She pulled out a BROKEN FLOWER POT from behind her back. "This! I broke it yesterday! Need payment!"
She's... collecting evidence of her destruction... to demand sexual favors. This is. This is extortion. Adorable extortion.*
He stared at her.
She stared back, grinning.
"...Come here."
She BOUNCED over, presenting the broken pot like a trophy.
He pulled her into his lap, already half-hard again (concerning refractory period reduction, probably stress-related), and kissed her thoroughly.
She melted into him, making soft pleased sounds.
When he pulled back, she was grinning again. "Okay! Be right back!"
"Where are you—"
She RAN OFF.
Oh no.
She returned sixty seconds later with a BENT FORK.
"From last week! When I tried to open a can!"

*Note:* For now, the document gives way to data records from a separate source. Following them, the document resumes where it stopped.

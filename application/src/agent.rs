//! Agents bound to provider clients
//!
//! An [`Agent`] pairs an immutable [`AgentConfig`] with the client that
//! serves it. Agents are built once per run and shared by every session;
//! a fatal provider error disables the agent for the rest of the run.

use crate::ports::provider::{GatewayError, ProviderClient, ProviderFactory, ProviderRequest};
use debate_domain::{AgentConfig, AgentId, PromptPair, StructuredOutput};
use std::sync::{Arc, OnceLock};
use tracing::{info, warn};

pub struct Agent {
    config: AgentConfig,
    client: Arc<dyn ProviderClient>,
    disabled: OnceLock<String>,
}

impl Agent {
    pub fn new(config: AgentConfig, client: Arc<dyn ProviderClient>) -> Self {
        Self {
            config,
            client,
            disabled: OnceLock::new(),
        }
    }

    pub fn id(&self) -> &AgentId {
        &self.config.id
    }

    pub fn config(&self) -> &AgentConfig {
        &self.config
    }

    pub fn client(&self) -> &dyn ProviderClient {
        self.client.as_ref()
    }

    /// Reason the agent was disabled, if it was
    pub fn disabled_reason(&self) -> Option<&str> {
        self.disabled.get().map(String::as_str)
    }

    pub fn is_disabled(&self) -> bool {
        self.disabled.get().is_some()
    }

    /// Disable after a fatal error; the first reason wins
    pub fn disable(&self, reason: impl Into<String>) {
        let reason = reason.into();
        if self.disabled.set(reason.clone()).is_ok() {
            warn!(agent = %self.config.id, "Agent disabled for the rest of the run: {}", reason);
        }
    }

    /// Build the provider request for one structured call
    pub fn request<T: StructuredOutput>(&self, prompts: &PromptPair) -> ProviderRequest {
        ProviderRequest {
            model: self.config.model.clone(),
            system_prompt: prompts.system.clone(),
            user_prompt: prompts.user.clone(),
            schema_name: T::SCHEMA_NAME,
            schema: <T as StructuredOutput>::json_schema(),
            temperature: self.config.temperature,
            top_p: self.config.top_p,
        }
    }
}

impl std::fmt::Debug for Agent {
    fn fmt(&self, f: &mut std::fmt::Formatter<'_>) -> std::fmt::Result {
        f.debug_struct("Agent")
            .field("config", &self.config)
            .field("disabled", &self.disabled.get())
            .finish()
    }
}

/// The run's agents, in roster order
#[derive(Debug, Clone, Default)]
pub struct AgentRoster {
    agents: Vec<Arc<Agent>>,
}

impl AgentRoster {
    pub fn new(agents: Vec<Arc<Agent>>) -> Self {
        Self { agents }
    }

    /// Construct every agent through `factory`
    pub fn build(configs: &[AgentConfig], factory: &dyn ProviderFactory) -> Result<Self, GatewayError> {
        let mut agents = Vec::with_capacity(configs.len());
        for config in configs {
            let client = factory.client_for(config)?;
            info!(agent = %config.id, provider = %config.provider, model = %config.model, "Agent ready");
            agents.push(Arc::new(Agent::new(config.clone(), client)));
        }
        Ok(Self { agents })
    }

    pub fn get(&self, id: &AgentId) -> Option<&Arc<Agent>> {
        self.agents.iter().find(|a| a.id() == id)
    }

    pub fn iter(&self) -> impl Iterator<Item = &Arc<Agent>> {
        self.agents.iter()
    }

    pub fn len(&self) -> usize {
        self.agents.len()
    }

    pub fn is_empty(&self) -> bool {
        self.agents.is_empty()
    }
}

* That's not what forks are for. That's. Why. How.*
He kissed her again.
She giggled against his mouth and ran off AGAIN.
*This is a game now. I've gamified property damage through sexual rewards. I need to call my therapist. Do I have a therapist? Should I get a therapist?*
She came back with HALF A MACARON BOX.
"I ate them all! Box broke! Payment?"
Kiss.
She left.
Came back with a CRACKED PHONE SCREEN.
"Dropped it in the garden!"
Kiss.
Left.
Returned with a TORN BOOK COVER.
"Accidentally ripped it when a butterfly landed on the page and I got excited!"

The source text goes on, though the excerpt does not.